[Task input]:
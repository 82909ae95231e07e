//! Gateway opcodes, event names, and wire-format messages.

use serde::{Deserialize, Serialize};
use serde_json::Value;

// ---------------------------------------------------------------------------
// Opcodes
// ---------------------------------------------------------------------------

pub const OP_DISPATCH: u8 = 0;
pub const OP_IDENTIFY: u8 = 1;
pub const OP_HEARTBEAT: u8 = 2;
pub const OP_HEARTBEAT_ACK: u8 = 3;
pub const OP_ENTER_ROOM: u8 = 4;
pub const OP_EXIT_ROOM: u8 = 5;
pub const OP_SIGNAL: u8 = 8;

// ---------------------------------------------------------------------------
// Server → Client message
// ---------------------------------------------------------------------------

/// A message sent from the server to the client over WebSocket.
#[derive(Debug, Clone, Serialize)]
pub struct GatewayMessage {
    pub op: u8,
    #[serde(skip_serializing_if = "Option::is_none")]
    pub t: Option<String>,
    pub d: Value,
}

impl GatewayMessage {
    /// Build a DISPATCH message (op=0).
    pub fn dispatch(event_name: &str, data: Value) -> Self {
        Self {
            op: OP_DISPATCH,
            t: Some(event_name.to_string()),
            d: data,
        }
    }

    /// Build a HEARTBEAT_ACK message (op=3).
    pub fn heartbeat_ack() -> Self {
        Self {
            op: OP_HEARTBEAT_ACK,
            t: None,
            d: serde_json::json!({}),
        }
    }
}

// ---------------------------------------------------------------------------
// Client → Server message
// ---------------------------------------------------------------------------

/// A message received from the client over WebSocket.
#[derive(Debug, Deserialize)]
pub struct ClientMessage {
    pub op: u8,
    #[serde(default)]
    pub d: Value,
}

// ---------------------------------------------------------------------------
// Client payloads
// ---------------------------------------------------------------------------

/// IDENTIFY payload. The identity is supplied by the already-authenticated
/// transport context; this service never authenticates it itself.
#[derive(Debug, Deserialize)]
pub struct IdentifyPayload {
    pub user_id: i64,
    pub display_name: String,
}

#[derive(Debug, Deserialize)]
pub struct RoomPayload {
    pub room_id: i64,
}

// ---------------------------------------------------------------------------
// Dispatch event types
// ---------------------------------------------------------------------------

/// Event names dispatched to clients.
pub struct EventName;

impl EventName {
    pub const READY: &'static str = "READY";
    pub const ROOM_JOINED: &'static str = "ROOM_JOINED";
    pub const ROOM_LEFT: &'static str = "ROOM_LEFT";
    pub const MEMBER_JOINED: &'static str = "MEMBER_JOINED";
    pub const MEMBER_LEFT: &'static str = "MEMBER_LEFT";
    pub const WEBRTC_SIGNAL: &'static str = "WEBRTC_SIGNAL";
    pub const MEDIA_STATE: &'static str = "MEDIA_STATE";
    pub const ERROR: &'static str = "ERROR";
    /// Internal control event addressed to a superseded session; the
    /// connection loop converts it to a close frame instead of dispatching.
    pub const SESSION_EVICTED: &'static str = "SESSION_EVICTED";
}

[Problem details]:
Find the line with "pub const MEDIA_STATE: &'static" in the data above. Restate it and all later lines word for word, ending with the last line.

[Response to this exercise]:
    pub const MEDIA_STATE: &'static str = "MEDIA_STATE";
    pub const ERROR: &'static str = "ERROR";
    /// Internal control event addressed to a superseded session; the
    /// connection loop converts it to a close frame instead of dispatching.
    pub const SESSION_EVICTED: &'static str = "SESSION_EVICTED";
}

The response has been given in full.